Both sides cite Wal-Mart Stores, Inc. , for their opposite positions on this issue. The undersigned agrees that this case is determinative and aligns with plaintiffs’ position. In Wal-Mart , the Court held that a class action against Wal-Mart because of alleged unequal pay and promotions for women employees was not appropriate under Title VII of the Civil Rights Act. 564 U.S. at 343, 131 S.Ct. 2541. Fatally, plaintiffs in that case could not point to any single corporate policy against women but rather a "corporate culture" that permitted bias against women. Id. at 345, 131 S. Ct. 2541, 2551. The Court concluded that there was no "common contention" that could be resolved by a class-wide resolution. See id. at 350, 131 S. Ct. 2541, 2551. Each employment decision may or may not have been driven by the alleged discriminatory "corporate culture." Id.
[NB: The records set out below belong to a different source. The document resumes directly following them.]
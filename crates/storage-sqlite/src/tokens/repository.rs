use async_trait::async_trait;
use chrono::Utc;
use diesel::prelude::*;
use diesel::r2d2::{self, Pool};
use diesel::SqliteConnection;
use std::sync::Arc;
use std::time::Duration;

use lmsbridge_core::lms::{OAuthTokenRecord, TokenStore};
use lmsbridge_core::Result;

use super::model::OAuthTokenDB;
use crate::db::{get_connection, WriteHandle};
use crate::errors::StorageError;
use crate::schema::oauth_tokens;

pub struct TokenRepository {
    pool: Arc<Pool<r2d2::ConnectionManager<SqliteConnection>>>,
    writer: WriteHandle,
}

impl TokenRepository {
    pub fn new(
        pool: Arc<Pool<r2d2::ConnectionManager<SqliteConnection>>>,
        writer: WriteHandle,
    ) -> Self {
        Self { pool, writer }
    }

    /// Delete records whose storage TTL has elapsed. Returns how many went.
    pub async fn purge_expired_tokens(&self) -> Result<usize> {
        self.writer
            .exec(|conn| {
                let now = Utc::now().timestamp();
                let removed = diesel::delete(
                    oauth_tokens::table.filter(oauth_tokens::storage_expires_at.le(now)),
                )
                .execute(conn)
                .map_err(StorageError::from)?;
                Ok(removed)
            })
            .await
    }
}

#[async_trait]
impl TokenStore for TokenRepository {
    fn get_tokens(&self, user_id: &str) -> Result<Option<OAuthTokenRecord>> {
        let mut conn = get_connection(&self.pool)?;
        let now = Utc::now().timestamp();
        let row = oauth_tokens::table
            .find(user_id)
            .filter(oauth_tokens::storage_expires_at.gt(now))
            .first::<OAuthTokenDB>(&mut conn)
            .optional()
            .map_err(StorageError::from)?;
        Ok(row.map(OAuthTokenRecord::from))
    }

    async fn save_tokens(&self, record: OAuthTokenRecord, storage_ttl: Duration) -> Result<()> {
        self.writer
            .exec(move |conn| {
                let now = Utc::now();
                let ttl_secs = i64::try_from(storage_ttl.as_secs()).unwrap_or(i64::MAX);
                let row = OAuthTokenDB {
                    user_id: record.local_user_id,
                    access_token: record.access_token,
                    refresh_token: record.refresh_token,
                    expires_at: record.expires_at,
                    storage_expires_at: now.timestamp().saturating_add(ttl_secs),
                    updated_at: now.to_rfc3339(),
                };

                diesel::insert_into(oauth_tokens::table)
                    .values(&row)
                    .on_conflict(oauth_tokens::user_id)
                    .do_update()
                    .set((
                        oauth_tokens::access_token.eq(&row.access_token),
                        oauth_tokens::refresh_token.eq(&row.refresh_token),
                        oauth_tokens::expires_at.eq(row.expires_at),
                        oauth_tokens::storage_expires_at.eq(row.storage_expires_at),
                        oauth_tokens::updated_at.eq(&row.updated_at),
                    ))
                    .execute(conn)
                    .map_err(StorageError::from)?;
                Ok(())
            })
            .await
    }

    async fn delete_tokens(&self, user_id: &str) -> Result<()> {
        let user_id = user_id.to_string();
        self.writer
            .exec(move |conn| {
                diesel::delete(oauth_tokens::table.find(user_id))
                    .execute(conn)
                    .map_err(StorageError::from)?;
                Ok(())
            })
            .await
    }

    fn list_authorized_users(&self) -> Result<Vec<String>> {
        let mut conn = get_connection(&self.pool)?;
        let now = Utc::now().timestamp();
        let users = oauth_tokens::table
            .filter(oauth_tokens::storage_expires_at.gt(now))
            .select(oauth_tokens::user_id)
            .order(oauth_tokens::user_id.asc())
            .load::<String>(&mut conn)
            .map_err(StorageError::from)?;
        Ok(users)
    }
}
Since plaintiffs were seeking an award of money damages, each determination would require individualized resolution.

Here, the common contention is class-wide—can any same-sex partner recover survivor benefits when the couple was prevented from marrying by state law? The Administration's policy against awarding benefits to same-sex survivors in that circumstance is absolute. Although each claimant will have an individual case to be made to support his or her claim for survivor benefits, certifying the class will give each class member the opportunity to make that claim—something they have been unable to do in the past. Plaintiffs seek an agency-wide injunction. The Wal-Mart decision makes clear that when the issue to be resolved "is central to the validity of each one of the claims in one stroke," a class-wide resolution is appropriate. See id. at 350, 131 S. Ct. 2541, 2551. Such is the case here.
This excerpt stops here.